5. Si un local ne saurait être qualifié d'impropre par nature à l'habitation au seul motif qu'il méconnaîtrait l'une des prescriptions du règlement sanitaire départemental applicable, lequel n'a pas pour objet de définir les modalités d'application des dispositions de l'article L. 1331-22 du code de la santé publique, il appartient toutefois à l'administration, pour apprécier si un local est impropre par nature à l'habitation, de prendre en compte toutes les caractéristiques de celui-ci, notamment celles qui méconnaissent les prescriptions du règlement sanitaire départemental.

6. Le ministre dans sa requête d'appel, conteste le jugement de la magistrate désignée par la présidente du tribunal administratif de Montpellier uniquement en tant que, par ce jugement, il a été considéré que les hauteurs sous plafond étaient suffisantes, la magistrate désignée ayant estimé que si " ... la hauteur sous plafond n'atteint pas 2,20 mètres, il résulte de l'attestation de surface réalisée par un professionnel qu'elle atteint néanmoins 2,13 mètres dans la pièce à vivre, 2,05 mètres dans la chambre et 1,94 mètre dans la salle de bain et les toilettes ... " .

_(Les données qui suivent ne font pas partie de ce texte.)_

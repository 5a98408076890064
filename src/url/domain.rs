use url::Url;

/// Strips a single leading "www." from a host
pub fn strip_www(host: &str) -> &str {
    host.strip_prefix("www.").unwrap_or(host)
}

/// Extracts the site domain from a URL
///
/// The host is lowercased and a leading "www." removed, which is the form
/// site descriptions declare their `domain` in.
///
/// # Examples
///
/// ```
/// use url::Url;
/// use trawl::url::site_domain;
///
/// let url = Url::parse("https://WWW.Example.com/path").unwrap();
/// assert_eq!(site_domain(&url), Some("example.com".to_string()));
/// ```
pub fn site_domain(url: &Url) -> Option<String> {
    url.host_str()
        .map(|h| h.to_lowercase())
        .map(|h| strip_www(&h).to_string())
}

#[cfg(test)]
mod tests {
    use super::*;

    #[test]
    fn test_site_domain_simple() {
        let url = Url::parse("https://example.com/").unwrap();
        assert_eq!(site_domain(&url), Some("example.com".to_string()));
    }

    #[test]
    fn test_site_domain_strips_www_only_once() {
        let url = Url::parse("https://www.www.example.com/").unwrap();
        assert_eq!(site_domain(&url), Some("www.example.com".to_string()));
    }

    #[test]
    fn test_site_domain_keeps_other_subdomains() {
        let url = Url::parse("https://cdn.example.com/").unwrap();
        assert_eq!(site_domain(&url), Some("cdn.example.com".to_string()));
    }

    #[test]
    fn test_site_domain_ignores_port() {
        let url = Url::parse("http://example.com:8080/").unwrap();
        assert_eq!(site_domain(&url), Some("example.com".to_string()));
    }

    #[test]
    fn test_strip_www() {
        assert_eq!(strip_www("www.example.com"), "example.com");
        assert_eq!(strip_www("example.com"), "example.com");
    }
}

7. Pour contester ce jugement, le ministre fait valoir que les données retenues par le premier juge seraient erronées dès lors, d'une part, que ce jugement se fonde sur les données fournies par l'EARL provenant d'une expertise réalisée par une société privée n'ayant pas spécifié dans son rapport la méthode utilisée pour obtenir ces données, et, d'autre part, qu'au contraire, l'agence régionale de santé a, à la suite d'une visite du 8 janvier 2019, rédigé un rapport, le 24 janvier 2019, selon lequel les hauteurs sous plafond sont en-deçà de ce qu'indique l'expertise privée précitée et très en-deçà de la hauteur de 2,20 mètres indiquée par le règlement sanitaire départemental.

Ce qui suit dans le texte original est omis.